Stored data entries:
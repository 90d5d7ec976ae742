//! Page decoding.
//!
//! Turns a stored raster page into an RGB pixel grid plus a grayscale
//! view. Transparent pixels are composited over white so that every page,
//! whatever its source format, has a white background.

use image::{DynamicImage, GrayImage, RgbImage};

use crate::error::{DecodeError, StorageError};
use crate::storage::ObjectStore;

/// Media types a rasterized page may be stored as.
const SUPPORTED_MEDIA_TYPES: &[&str] = &[
    "image/png",
    "image/jpeg",
    "image/tiff",
    "image/bmp",
    "image/webp",
    "image/gif",
];

/// A decoded page.
#[derive(Debug, Clone)]
pub struct LoadedPage {
    pub rgb: RgbImage,
    pub gray: GrayImage,
}

impl LoadedPage {
    pub fn from_rgb(rgb: RgbImage) -> Self {
        let gray = DynamicImage::ImageRgb8(rgb.clone()).to_luma8();
        Self { rgb, gray }
    }

    pub fn dimensions(&self) -> (u32, u32) {
        self.rgb.dimensions()
    }
}

/// Reads and decodes the page stored under `reference`.
pub fn load_page(store: &dyn ObjectStore, reference: &str) -> Result<LoadedPage, DecodeError> {
    let _span = tracing::debug_span!("load_page", reference = %reference).entered();

    check_media_type(reference)?;

    let bytes = store.get(reference).map_err(|e| match e {
        StorageError::NotFound { .. } => DecodeError::Missing {
            reference: reference.to_string(),
        },
        other => DecodeError::Read {
            reference: reference.to_string(),
            source: other,
        },
    })?;

    decode_page(&bytes, reference)
}

/// Decodes page bytes. `reference` is only used for error messages.
pub fn decode_page(bytes: &[u8], reference: &str) -> Result<LoadedPage, DecodeError> {
    if bytes.is_empty() {
        return Err(DecodeError::Empty {
            reference: reference.to_string(),
        });
    }

    let img = image::load_from_memory(bytes).map_err(|e| DecodeError::Corrupt {
        reference: reference.to_string(),
        source: e,
    })?;

    let rgb = if img.color().has_alpha() {
        flatten_on_white(&img)
    } else {
        img.to_rgb8()
    };

    Ok(LoadedPage::from_rgb(rgb))
}

pub(crate) fn check_media_type(reference: &str) -> Result<(), DecodeError> {
    let media_type = mime_guess::from_path(reference)
        .first()
        .map(|m| m.essence_str().to_string())
        .unwrap_or_else(|| "application/octet-stream".to_string());

    if SUPPORTED_MEDIA_TYPES.contains(&media_type.as_str()) {
        Ok(())
    } else {
        Err(DecodeError::UnsupportedMediaType {
            reference: reference.to_string(),
            media_type,
        })
    }
}

fn flatten_on_white(img: &DynamicImage) -> RgbImage {
    let rgba = img.to_rgba8();
    RgbImage::from_fn(rgba.width(), rgba.height(), |x, y| {
        let [r, g, b, a] = rgba.get_pixel(x, y).0;
        let alpha = u32::from(a);
        let blend = |c: u8| ((u32::from(c) * alpha + 255 * (255 - alpha) + 127) / 255) as u8;
        image::Rgb([blend(r), blend(g), blend(b)])
    })
}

Task brief – What is needed is a single number: how many lines of the data contain the word "RgbImage".

Task response – 5